- Work item: Set the entries down once more, exactly as they are worded.

[Collected data]
════════════════════
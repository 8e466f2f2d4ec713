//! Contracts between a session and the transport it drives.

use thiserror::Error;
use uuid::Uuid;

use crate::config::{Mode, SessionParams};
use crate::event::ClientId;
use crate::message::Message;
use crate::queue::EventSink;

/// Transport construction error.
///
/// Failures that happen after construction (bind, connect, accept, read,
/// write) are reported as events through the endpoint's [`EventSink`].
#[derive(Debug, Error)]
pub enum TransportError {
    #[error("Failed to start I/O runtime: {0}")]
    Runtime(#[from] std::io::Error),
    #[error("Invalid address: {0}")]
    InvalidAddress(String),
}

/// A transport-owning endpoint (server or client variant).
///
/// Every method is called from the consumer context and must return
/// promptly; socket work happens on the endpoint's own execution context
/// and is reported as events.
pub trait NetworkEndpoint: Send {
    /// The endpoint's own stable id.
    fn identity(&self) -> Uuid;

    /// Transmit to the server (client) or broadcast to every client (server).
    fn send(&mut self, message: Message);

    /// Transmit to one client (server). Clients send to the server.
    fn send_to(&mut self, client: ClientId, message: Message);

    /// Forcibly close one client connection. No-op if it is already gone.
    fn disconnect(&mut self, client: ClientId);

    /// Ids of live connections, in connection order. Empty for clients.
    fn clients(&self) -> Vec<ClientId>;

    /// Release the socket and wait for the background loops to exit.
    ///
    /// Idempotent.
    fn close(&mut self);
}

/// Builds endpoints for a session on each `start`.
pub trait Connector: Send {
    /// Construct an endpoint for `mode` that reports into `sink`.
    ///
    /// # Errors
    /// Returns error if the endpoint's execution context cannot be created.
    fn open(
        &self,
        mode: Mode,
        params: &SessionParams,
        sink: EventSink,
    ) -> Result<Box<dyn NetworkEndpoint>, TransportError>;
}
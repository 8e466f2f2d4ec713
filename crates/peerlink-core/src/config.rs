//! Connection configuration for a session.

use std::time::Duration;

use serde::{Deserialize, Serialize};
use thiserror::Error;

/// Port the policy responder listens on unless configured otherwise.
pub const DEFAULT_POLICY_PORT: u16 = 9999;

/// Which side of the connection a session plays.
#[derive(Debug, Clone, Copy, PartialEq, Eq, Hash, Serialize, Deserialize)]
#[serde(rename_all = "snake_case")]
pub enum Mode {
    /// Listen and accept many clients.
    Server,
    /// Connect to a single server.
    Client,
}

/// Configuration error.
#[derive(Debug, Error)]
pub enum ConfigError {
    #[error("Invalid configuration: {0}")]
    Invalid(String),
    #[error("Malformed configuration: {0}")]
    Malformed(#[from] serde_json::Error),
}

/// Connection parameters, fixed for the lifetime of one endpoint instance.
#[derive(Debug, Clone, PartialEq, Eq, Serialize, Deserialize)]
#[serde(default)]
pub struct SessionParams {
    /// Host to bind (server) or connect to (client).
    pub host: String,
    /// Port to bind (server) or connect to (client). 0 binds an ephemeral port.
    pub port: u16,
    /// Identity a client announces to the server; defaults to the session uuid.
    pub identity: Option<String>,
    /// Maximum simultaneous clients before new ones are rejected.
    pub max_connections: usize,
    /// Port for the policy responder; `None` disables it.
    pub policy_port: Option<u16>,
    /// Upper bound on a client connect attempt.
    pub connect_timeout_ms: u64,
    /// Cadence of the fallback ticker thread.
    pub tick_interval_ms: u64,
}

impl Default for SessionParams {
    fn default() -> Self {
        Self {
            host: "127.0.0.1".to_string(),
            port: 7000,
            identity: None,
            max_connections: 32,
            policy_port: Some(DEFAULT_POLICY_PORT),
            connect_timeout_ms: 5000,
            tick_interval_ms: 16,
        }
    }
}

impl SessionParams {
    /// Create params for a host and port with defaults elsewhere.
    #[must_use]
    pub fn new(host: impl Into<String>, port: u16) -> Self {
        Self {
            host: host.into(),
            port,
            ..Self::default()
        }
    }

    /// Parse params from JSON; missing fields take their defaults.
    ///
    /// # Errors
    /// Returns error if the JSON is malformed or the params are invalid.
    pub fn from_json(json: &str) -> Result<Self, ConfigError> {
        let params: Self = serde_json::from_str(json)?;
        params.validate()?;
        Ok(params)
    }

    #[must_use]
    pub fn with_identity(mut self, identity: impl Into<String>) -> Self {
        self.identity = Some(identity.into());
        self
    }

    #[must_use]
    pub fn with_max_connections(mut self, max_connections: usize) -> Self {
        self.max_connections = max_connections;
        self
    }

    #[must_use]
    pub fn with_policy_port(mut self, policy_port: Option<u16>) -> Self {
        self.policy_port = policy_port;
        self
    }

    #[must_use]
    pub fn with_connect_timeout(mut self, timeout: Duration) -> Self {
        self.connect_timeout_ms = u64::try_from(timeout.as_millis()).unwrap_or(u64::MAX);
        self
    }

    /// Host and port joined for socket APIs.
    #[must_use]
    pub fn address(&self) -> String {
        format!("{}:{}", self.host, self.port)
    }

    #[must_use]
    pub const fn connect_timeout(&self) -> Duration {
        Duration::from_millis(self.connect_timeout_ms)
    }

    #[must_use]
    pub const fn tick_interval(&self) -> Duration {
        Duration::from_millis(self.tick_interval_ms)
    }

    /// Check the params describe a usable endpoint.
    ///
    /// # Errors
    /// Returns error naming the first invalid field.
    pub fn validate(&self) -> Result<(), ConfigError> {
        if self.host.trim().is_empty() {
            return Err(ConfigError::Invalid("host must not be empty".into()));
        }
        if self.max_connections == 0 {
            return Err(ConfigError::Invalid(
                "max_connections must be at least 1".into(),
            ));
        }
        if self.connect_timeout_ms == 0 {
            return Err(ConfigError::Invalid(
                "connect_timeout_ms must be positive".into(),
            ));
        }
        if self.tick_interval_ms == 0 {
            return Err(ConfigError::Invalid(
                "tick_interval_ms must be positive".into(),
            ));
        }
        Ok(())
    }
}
════════════════════
- Task response:
repository 8e466f2f2d4ec713
//! Contracts between a session and the transport it drives.

use thiserror::Error;
use uuid::Uuid;

use crate::config::{Mode, SessionParams};
use crate::event::ClientId;
use crate::message::Message;
use crate::queue::EventSink;

/// Transport construction error.
///
/// Failures that happen after construction (bind, connect, accept, read,
/// write) are reported as events through the endpoint's [`EventSink`].
#[derive(Debug, Error)]
pub enum TransportError {
    #[error("Failed to start I/O runtime: {0}")]
    Runtime(#[from] std::io::Error),
    #[error("Invalid address: {0}")]
    InvalidAddress(String),
}

/// A transport-owning endpoint (server or client variant).
///
/// Every method is called from the consumer context and must return
/// promptly; socket work happens on the endpoint's own execution context
/// and is reported as events.
pub trait NetworkEndpoint: Send {
    /// The endpoint's own stable id.
    fn identity(&self) -> Uuid;

    /// Transmit to the server (client) or broadcast to every client (server).
    fn send(&mut self, message: Message);

    /// Transmit to one client (server). Clients send to the server.
    fn send_to(&mut self, client: ClientId, message: Message);

    /// Forcibly close one client connection. No-op if it is already gone.
    fn disconnect(&mut self, client: ClientId);

    /// Ids of live connections, in connection order. Empty for clients.
    fn clients(&self) -> Vec<ClientId>;

    /// Release the socket and wait for the background loops to exit.
    ///
    /// Idempotent.
    fn close(&mut self);
}

/// Builds endpoints for a session on each `start`.
pub trait Connector: Send {
    /// Construct an endpoint for `mode` that reports into `sink`.
    ///
    /// # Errors
    /// Returns error if the endpoint's execution context cannot be created.
    fn open(
        &self,
        mode: Mode,
        params: &SessionParams,
        sink: EventSink,
    ) -> Result<Box<dyn NetworkEndpoint>, TransportError>;
}
repository 8e466f2f2d4ec713
filename crates/peerlink-core/src/config.rs
//! Connection configuration for a session.

use std::time::Duration;

use serde::{Deserialize, Serialize};
use thiserror::Error;

/// Port the policy responder listens on unless configured otherwise.
pub const DEFAULT_POLICY_PORT: u16 = 9999;

/// Which side of the connection a session plays.
#[derive(Debug, Clone, Copy, PartialEq, Eq, Hash, Serialize, Deserialize)]
#[serde(rename_all = "snake_case")]
pub enum Mode {
    /// Listen and accept many clients.
    Server,
    /// Connect to a single server.
    Client,
}

/// Configuration error.
#[derive(Debug, Error)]
pub enum ConfigError {
    #[error("Invalid configuration: {0}")]
    Invalid(String),
    #[error("Malformed configuration: {0}")]
    Malformed(#[from] serde_json::Error),
}

/// Connection parameters, fixed for the lifetime of one endpoint instance.
#[derive(Debug, Clone, PartialEq, Eq, Serialize, Deserialize)]
#[serde(default)]
pub struct SessionParams {
    /// Host to bind (server) or connect to (client).
    pub host: String,
    /// Port to bind (server) or connect to (client). 0 binds an ephemeral port.
    pub port: u16,
    /// Identity a client announces to the server; defaults to the session uuid.
    pub identity: Option<String>,
    /// Maximum simultaneous clients before new ones are rejected.
    pub max_connections: usize,
    /// Port for the policy responder; `None` disables it.
    pub policy_port: Option<u16>,
    /// Upper bound on a client connect attempt.
    pub connect_timeout_ms: u64,
    /// Cadence of the fallback ticker thread.
    pub tick_interval_ms: u64,
}

impl Default for SessionParams {
    fn default() -> Self {
        Self {
            host: "127.0.0.1".to_string(),
            port: 7000,
            identity: None,
            max_connections: 32,
            policy_port: Some(DEFAULT_POLICY_PORT),
            connect_timeout_ms: 5000,
            tick_interval_ms: 16,
        }
    }
}

impl SessionParams {
    /// Create params for a host and port with defaults elsewhere.
    #[must_use]
    pub fn new(host: impl Into<String>, port: u16) -> Self {
        Self {
            host: host.into(),
            port,
            ..Self::default()
        }
    }

    /// Parse params from JSON; missing fields take their defaults.
    ///
    /// # Errors
    /// Returns error if the JSON is malformed or the params are invalid.
    pub fn from_json(json: &str) -> Result<Self, ConfigError> {
        let params: Self = serde_json::from_str(json)?;
        params.validate()?;
        Ok(params)
    }

    #[must_use]
    pub fn with_identity(mut self, identity: impl Into<String>) -> Self {
        self.identity = Some(identity.into());
        self
    }

    #[must_use]
    pub fn with_max_connections(mut self, max_connections: usize) -> Self {
        self.max_connections = max_connections;
        self
    }

    #[must_use]
    pub fn with_policy_port(mut self, policy_port: Option<u16>) -> Self {
        self.policy_port = policy_port;
        self
    }

    #[must_use]
    pub fn with_connect_timeout(mut self, timeout: Duration) -> Self {
        self.connect_timeout_ms = u64::try_from(timeout.as_millis()).unwrap_or(u64::MAX);
        self
    }

    /// Host and port joined for socket APIs.
    #[must_use]
    pub fn address(&self) -> String {
        format!("{}:{}", self.host, self.port)
    }

    #[must_use]
    pub const fn connect_timeout(&self) -> Duration {
        Duration::from_millis(self.connect_timeout_ms)
    }

    #[must_use]
    pub const fn tick_interval(&self) -> Duration {
        Duration::from_millis(self.tick_interval_ms)
    }

    /// Check the params describe a usable endpoint.
    ///
    /// # Errors
    /// Returns error naming the first invalid field.
    pub fn validate(&self) -> Result<(), ConfigError> {
        if self.host.trim().is_empty() {
            return Err(ConfigError::Invalid("host must not be empty".into()));
        }
        if self.max_connections == 0 {
            return Err(ConfigError::Invalid(
                "max_connections must be at least 1".into(),
            ));
        }
        if self.connect_timeout_ms == 0 {
            return Err(ConfigError::Invalid(
                "connect_timeout_ms must be positive".into(),
            ));
        }
        if self.tick_interval_ms == 0 {
            return Err(ConfigError::Invalid(
                "tick_interval_ms must be positive".into(),
            ));
        }
        Ok(())
    }
}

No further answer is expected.